> Task details: In the data below, which lines contain "UserspaceObjHeader"? List them by copying each one.

[Records drawn from a dataset]
* * *
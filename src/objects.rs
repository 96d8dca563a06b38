// Copyright 2023 The Fuchsia Authors. All rights reserved.
// Use of this source code is governed by a BSD-style license that can be
// found in the LICENSE file.

use crate::{
    args::{args_size_words, Arg, ArgValue},
    error::WriteError,
    thread::{ProcessKoid, ThreadKoid},
    trace_header,
    writer::Writer,
    KERNEL_OBJ_RECORD_TYPE, MAX_RECORD_WORDS, USERSPACE_OBJ_RECORD_TYPE,
};
use std::io::Write;

const PROCESS_OBJ_TYPE: u8 = 1;
const THREAD_OBJ_TYPE: u8 = 2;

trace_header! {
    UserspaceObjHeader (USERSPACE_OBJ_RECORD_TYPE) {
        u8, thread_ref: 16, 23;
        u16, name_ref: 24, 39;
        u8, arg_count: 40, 43;
    }
}

trace_header! {
    KernelObjHeader (KERNEL_OBJ_RECORD_TYPE) {
        u8, obj_type: 16, 23;
        u16, name_ref: 24, 39;
        u8, arg_count: 40, 43;
    }
}

impl<W: Write> Writer<W> {
    /// Names a pointer-identified object within the given thread's process.
    pub fn add_userspace_object_record(
        &mut self,
        name: &str,
        process: ProcessKoid,
        thread: ThreadKoid,
        pointer: u64,
        args: &[Arg<'_>],
    ) -> Result<(), WriteError> {
        let name_ref = self.get_or_intern_string(name)?;
        let thread_ref = self.get_or_intern_thread(process, thread)?;

        let processed = self.preprocess_args(args)?;
        let size_words = 1 + 1 + args_size_words(&processed);
        if size_words > MAX_RECORD_WORDS {
            return Err(WriteError::RecordSizeTooLarge { words: size_words });
        }

        let mut header = UserspaceObjHeader::empty();
        header.set_size_words(size_words as u16);
        header.set_thread_ref(thread_ref.get());
        header.set_name_ref(name_ref.get());
        header.set_arg_count(args.len() as u8);
        self.write_word(header.raw())?;
        self.write_word(pointer)?;
        self.emit_args(args, &processed)
    }

    /// Gives a process koid a human-readable name.
    pub fn set_process_name(
        &mut self,
        process: ProcessKoid,
        name: &str,
    ) -> Result<(), WriteError> {
        let name_ref = self.get_or_intern_string(name)?;

        let mut header = KernelObjHeader::empty();
        header.set_size_words(2); // header, process koid
        header.set_obj_type(PROCESS_OBJ_TYPE);
        header.set_name_ref(name_ref.get());
        header.set_arg_count(0);
        self.write_word(header.raw())?;
        self.write_word(process.0)
    }

    /// Gives a thread koid a human-readable name. The owning process rides
    /// along as a koid argument so readers can scope the thread correctly.
    pub fn set_thread_name(
        &mut self,
        process: ProcessKoid,
        thread: ThreadKoid,
        name: &str,
    ) -> Result<(), WriteError> {
        let name_ref = self.get_or_intern_string(name)?;
        let process_arg = Arg::new("process", ArgValue::KernelObj(process.0));
        let processed = self.preprocess_arg(&process_arg)?;

        let size_words = 2 + processed.size_words();
        if size_words > MAX_RECORD_WORDS {
            return Err(WriteError::RecordSizeTooLarge { words: size_words });
        }

        let mut header = KernelObjHeader::empty();
        header.set_size_words(size_words as u16);
        header.set_obj_type(THREAD_OBJ_TYPE);
        header.set_name_ref(name_ref.get());
        header.set_arg_count(1);
        self.write_word(header.raw())?;
        self.write_word(thread.0)?;

        let expected = processed.size_words();
        let observed = self.emit_arg(&process_arg, &processed)?;
        if observed != expected {
            return Err(WriteError::WriteLengthMismatch { expected, observed });
        }
        Ok(())
    }
}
* * *
> Answer to the problem:
    UserspaceObjHeader (USERSPACE_OBJ_RECORD_TYPE) {
        let mut header = UserspaceObjHeader::empty();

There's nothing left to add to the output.